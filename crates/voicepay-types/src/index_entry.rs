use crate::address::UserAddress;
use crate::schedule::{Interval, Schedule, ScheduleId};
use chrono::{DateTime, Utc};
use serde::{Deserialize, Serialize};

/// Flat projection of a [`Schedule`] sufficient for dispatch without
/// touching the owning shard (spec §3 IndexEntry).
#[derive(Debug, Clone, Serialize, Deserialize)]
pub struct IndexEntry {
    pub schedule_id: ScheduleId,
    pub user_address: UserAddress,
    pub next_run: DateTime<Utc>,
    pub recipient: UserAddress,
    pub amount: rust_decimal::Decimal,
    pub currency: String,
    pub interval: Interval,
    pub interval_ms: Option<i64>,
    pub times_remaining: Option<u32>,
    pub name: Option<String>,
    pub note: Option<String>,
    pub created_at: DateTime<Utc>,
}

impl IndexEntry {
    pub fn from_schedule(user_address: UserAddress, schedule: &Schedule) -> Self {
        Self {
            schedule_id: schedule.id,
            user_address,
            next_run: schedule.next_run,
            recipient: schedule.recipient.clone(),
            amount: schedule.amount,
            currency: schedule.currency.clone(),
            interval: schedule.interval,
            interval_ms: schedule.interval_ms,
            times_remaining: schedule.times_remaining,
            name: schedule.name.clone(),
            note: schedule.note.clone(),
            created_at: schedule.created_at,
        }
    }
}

───

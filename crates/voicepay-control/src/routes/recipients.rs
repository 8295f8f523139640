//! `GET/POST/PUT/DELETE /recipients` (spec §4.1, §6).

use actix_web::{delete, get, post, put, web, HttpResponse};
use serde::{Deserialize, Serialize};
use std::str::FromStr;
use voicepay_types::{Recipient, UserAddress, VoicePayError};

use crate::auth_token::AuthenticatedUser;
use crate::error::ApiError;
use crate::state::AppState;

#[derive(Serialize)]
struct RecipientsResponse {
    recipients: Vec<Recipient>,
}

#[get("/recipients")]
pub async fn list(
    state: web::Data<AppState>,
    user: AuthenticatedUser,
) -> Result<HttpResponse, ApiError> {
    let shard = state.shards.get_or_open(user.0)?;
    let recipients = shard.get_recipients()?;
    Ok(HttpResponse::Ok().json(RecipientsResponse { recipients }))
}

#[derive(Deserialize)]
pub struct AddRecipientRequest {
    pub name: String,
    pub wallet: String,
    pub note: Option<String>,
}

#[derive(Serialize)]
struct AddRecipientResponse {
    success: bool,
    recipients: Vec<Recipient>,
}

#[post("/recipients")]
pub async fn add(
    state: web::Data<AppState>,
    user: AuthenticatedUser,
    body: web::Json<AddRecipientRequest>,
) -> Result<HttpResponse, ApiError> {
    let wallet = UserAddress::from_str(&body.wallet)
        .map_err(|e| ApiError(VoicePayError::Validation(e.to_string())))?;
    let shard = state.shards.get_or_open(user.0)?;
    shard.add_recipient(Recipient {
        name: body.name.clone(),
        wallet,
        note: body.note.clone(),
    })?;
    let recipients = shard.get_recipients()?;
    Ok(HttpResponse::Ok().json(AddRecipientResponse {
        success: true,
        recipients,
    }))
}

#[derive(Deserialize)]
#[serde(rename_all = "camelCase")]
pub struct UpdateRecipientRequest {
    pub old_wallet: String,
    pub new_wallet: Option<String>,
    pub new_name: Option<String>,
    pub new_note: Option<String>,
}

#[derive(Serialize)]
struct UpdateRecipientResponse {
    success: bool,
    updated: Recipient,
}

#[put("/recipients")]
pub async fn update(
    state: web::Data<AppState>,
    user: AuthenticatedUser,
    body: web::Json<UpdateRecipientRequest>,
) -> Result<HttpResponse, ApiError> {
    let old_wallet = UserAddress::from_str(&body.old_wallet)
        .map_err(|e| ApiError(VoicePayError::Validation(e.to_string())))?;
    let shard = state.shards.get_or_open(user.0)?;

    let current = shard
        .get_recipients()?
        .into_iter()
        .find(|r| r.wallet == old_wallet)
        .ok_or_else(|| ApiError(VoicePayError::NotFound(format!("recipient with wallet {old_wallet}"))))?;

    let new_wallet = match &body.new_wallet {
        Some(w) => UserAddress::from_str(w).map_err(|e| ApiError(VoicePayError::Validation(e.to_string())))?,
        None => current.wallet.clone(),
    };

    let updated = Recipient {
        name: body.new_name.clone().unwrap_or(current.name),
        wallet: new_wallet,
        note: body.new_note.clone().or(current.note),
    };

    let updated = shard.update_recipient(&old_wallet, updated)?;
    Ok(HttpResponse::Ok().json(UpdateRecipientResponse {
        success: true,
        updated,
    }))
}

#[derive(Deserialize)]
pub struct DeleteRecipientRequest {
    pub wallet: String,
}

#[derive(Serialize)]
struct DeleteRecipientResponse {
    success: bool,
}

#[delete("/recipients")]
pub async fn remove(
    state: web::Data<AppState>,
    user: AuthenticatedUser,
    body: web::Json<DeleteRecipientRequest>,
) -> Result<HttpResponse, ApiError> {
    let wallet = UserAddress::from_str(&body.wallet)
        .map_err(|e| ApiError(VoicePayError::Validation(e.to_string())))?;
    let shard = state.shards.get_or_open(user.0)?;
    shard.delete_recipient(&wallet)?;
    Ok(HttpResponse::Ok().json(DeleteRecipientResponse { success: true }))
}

───

Among the lines of the material, find those that hold the word "DateTime" and copy them.

__Task answer__.
use chrono::{DateTime, Utc};
    pub next_run: DateTime<Utc>,
    pub created_at: DateTime<Utc>,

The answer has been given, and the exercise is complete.